Fig. 5: Functional connectivity networks derived from brain regions enriched for schizophrenia SNP-heritability distinguished cases and controls.

A Workflow of the fMRI analysis in two independent data sets, detailed in “Method” section. In each fMRI data set, five folds of recursive feature eliminations were performed using the training set. In each run, the model (network) was evaluated in the independent testing set using the area under curve (AUC) of the receiver operator characteristic curve (ROC). B Number of runs for which each region was preserved in the recursive feature elimination in fMRI data set 1 (46 cases and 46 control) and data set 2 (54 cases and 54 controls).

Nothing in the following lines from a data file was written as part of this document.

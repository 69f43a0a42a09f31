//! # Seed Data Generator
//!
//! Populates the database with linen categories, clients and batches for
//! development.
//!
//! ## Usage
//! ```bash
//! # Generate 40 batches (default)
//! cargo run -p linen-db --bin seed
//!
//! # Generate custom amount
//! cargo run -p linen-db --bin seed -- --batches 200
//!
//! # Specify database path
//! cargo run -p linen-db --bin seed -- --db ./data/linen.db
//!
//! # Different VAT rate
//! LINEN_VAT_RATE_BPS=2000 cargo run -p linen-db --bin seed
//!
//! # More log output
//! RUST_LOG=linen_db=debug cargo run -p linen-db --bin seed
//! ```
//!
//! ## Generated Data
//! - Linen categories across Bedding, Bath, Table and Staff sections
//! - A handful of clients
//! - Batches spread over the last months: roughly one in four comes back
//!   short or with extra items, one in five is express, and older batches
//!   are advanced through washing, completed and delivered

use chrono::{Duration, NaiveDate, Utc};
use linen_core::{BatchStatus, EngineConfig, ItemRecord, LinenCategory, Money};
use linen_db::{Database, DbConfig, NewBatch, NewCategory, NewClient};
use std::env;
use tracing::{info, warn};
use tracing_subscriber::EnvFilter;

/// (section, name, price in cents)
const CATEGORIES: &[(&str, &str, i64)] = &[
    ("Bedding", "Single Sheet", 350),
    ("Bedding", "Double Sheet", 450),
    ("Bedding", "Duvet Cover", 900),
    ("Bedding", "Pillow Case", 150),
    ("Bath", "Bath Towel", 400),
    ("Bath", "Hand Towel", 200),
    ("Bath", "Bath Mat", 300),
    ("Bath", "Bathrobe", 1200),
    ("Table", "Tablecloth", 800),
    ("Table", "Napkin", 100),
    ("Staff", "Chef Jacket", 1100),
    ("Staff", "Apron", 450),
];

const CLIENTS: &[&str] = &[
    "Harbour Hotel",
    "Alpine Lodge",
    "St. Mary's Clinic",
    "The Olive Tree Restaurant",
    "Seaside Guest House",
];

#[tokio::main]
async fn main() -> Result<(), Box<dyn std::error::Error>> {
    tracing_subscriber::fmt()
        .with_env_filter(
            EnvFilter::try_from_default_env().unwrap_or_else(|_| EnvFilter::new("info")),
        )
        .init();

    // Parse command line arguments
    let args: Vec<String> = env::args().collect();

    let mut batch_count: usize = 40;
    let mut db_path = String::from("./linen_dev.db");

    let mut i = 1;
    while i < args.len() {
        match args[i].as_str() {
            "--batches" | "-b" => {
                if i + 1 < args.len() {
                    batch_count = args[i + 1].parse().unwrap_or(40);
                    i += 1;
                }
            }
            "--db" | "-d" => {
                if i + 1 < args.len() {
                    db_path = args[i + 1].clone();
                    i += 1;
                }
            }
            "--help" | "-h" => {
                println!("Linen Ops Seed Data Generator");
                println!();
                println!("Usage: seed [OPTIONS]");
                println!();
                println!("Options:");
                println!("  -b, --batches <N>  Number of batches to generate (default: 40)");
                println!("  -d, --db <PATH>    Database file path (default: ./linen_dev.db)");
                println!("  -h, --help         Show this help message");
                return Ok(());
            }
            _ => {}
        }
        i += 1;
    }

    info!(db = %db_path, batches = batch_count, "Seeding database");

    let db = Database::new(DbConfig::new(&db_path))
        .await?
        .with_engine_config(EngineConfig::from_env()?);

    let existing = db.categories().list_active().await?;
    if !existing.is_empty() {
        warn!(
            categories = existing.len(),
            "Database already has data; skipping seed. Delete the file to regenerate."
        );
        return Ok(());
    }

    // Categories
    let mut categories: Vec<LinenCategory> = Vec::with_capacity(CATEGORIES.len());
    for (section, name, cents) in CATEGORIES {
        let category = db
            .categories()
            .insert(NewCategory {
                name: name.to_string(),
                price: Money::from_cents(*cents),
                section: Some(section.to_string()),
            })
            .await?;
        categories.push(category);
    }
    info!(count = categories.len(), "Categories created");

    // Clients
    let mut client_ids = Vec::with_capacity(CLIENTS.len());
    for name in CLIENTS {
        let client = db
            .clients()
            .insert(NewClient {
                name: name.to_string(),
                email: Some(format!(
                    "linen@{}.example",
                    name.to_lowercase().replace(|c: char| !c.is_alphanumeric(), "")
                )),
                ..NewClient::default()
            })
            .await?;
        client_ids.push(client.id);
    }
    info!(count = client_ids.len(), "Clients created");

    // Batches
    let today = Utc::now().date_naive();
    let start = std::time::Instant::now();
    let mut created = 0;

    for seed in 0..batch_count {
        let pickup_date = today - Duration::days((batch_count - seed) as i64 * 2);
        let new = NewBatch {
            client_id: client_ids[seed % client_ids.len()].clone(),
            paper_batch_id: None,
            pickup_date,
            notes: (seed % 7 == 0).then(|| "Collected from service entrance".to_string()),
            items: generate_items(&categories, seed),
        };

        let batch = match db.batches().create(new).await {
            Ok(batch) => batch,
            Err(e) => {
                warn!(seed, error = %e, "Failed to create batch");
                continue;
            }
        };

        for status in target_path(pickup_date, today) {
            db.batches().update_status(&batch.id, status).await?;
        }

        created += 1;
    }

    info!(
        created,
        elapsed_ms = start.elapsed().as_millis() as u64,
        "Batches created"
    );

    let totals = db.batches().dashboard_totals().await?;
    println!("{}", serde_json::to_string_pretty(&totals)?);

    Ok(())
}

/// Builds 2 to 5 items; every fourth batch has a count mismatch and every
/// fifth is express.
fn generate_items(categories: &[LinenCategory], seed: usize) -> Vec<ItemRecord> {
    let count = 2 + seed % 4;

    (0..count)
        .map(|n| {
            let category = &categories[(seed * 3 + n * 5) % categories.len()];
            let sent = 5 + ((seed * 17 + n * 11) % 60) as i64;
            let received = match (seed % 4, n) {
                (0, 0) => sent - 1 - (seed % 3) as i64,
                (3, 1) => sent + 1,
                _ => sent,
            };

            ItemRecord {
                linen_category_id: category.id.clone(),
                quantity_sent: sent,
                quantity_received: received.max(0),
                price_per_item: category.price().to_decimal(),
                express_delivery: seed % 5 == 0,
                discrepancy_details: (received != sent)
                    .then(|| format!("Counted {received} of {sent} at sorting")),
            }
        })
        .collect()
}

/// Statuses to walk through so older batches look processed.
fn target_path(pickup_date: NaiveDate, today: NaiveDate) -> Vec<BatchStatus> {
    let age = (today - pickup_date).num_days();
    let steps = match age {
        a if a > 14 => 3,
        a if a > 6 => 2,
        a if a > 2 => 1,
        _ => 0,
    };

    BatchStatus::ALL[1..=steps].to_vec()
}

The dot indicates the mean runs in each data set for the region (with standard deviation bars per data set); the color indicates the broader areas each region belongs to. The Pearson’s product-moment correlation between the runs in the two data sets was 0.02 (p = 0.90) for all ROIs, but 0.62 (p = 0.03) for the amygdalar and hippocampal regions, and these regions were also more likely to be preserved to later runs (also Fig S9 C, D). (C) Pairwise connections between regions ranked by the feature importance (FI, y-axis) per connection in data set 1. The color indicates connections involving any amygdalar or hippocampal regions (red) or not (teal). D Density plot of the FI in amygdalar or hippocampal connections (red) and other connections (teal) in data set 1. The FI of amygdalar or hippocampal connections are significantly higher than the others (two-sided Welch two sample t-test, p = 2.2e-84). E Connections ranked by FI in data set 2. F Density plot of the FI in data set 2. The FI of amygdalar or hippocampal connections are significantly higher than the others (two-sided Welch two sample t-test, p = 1.4e-9).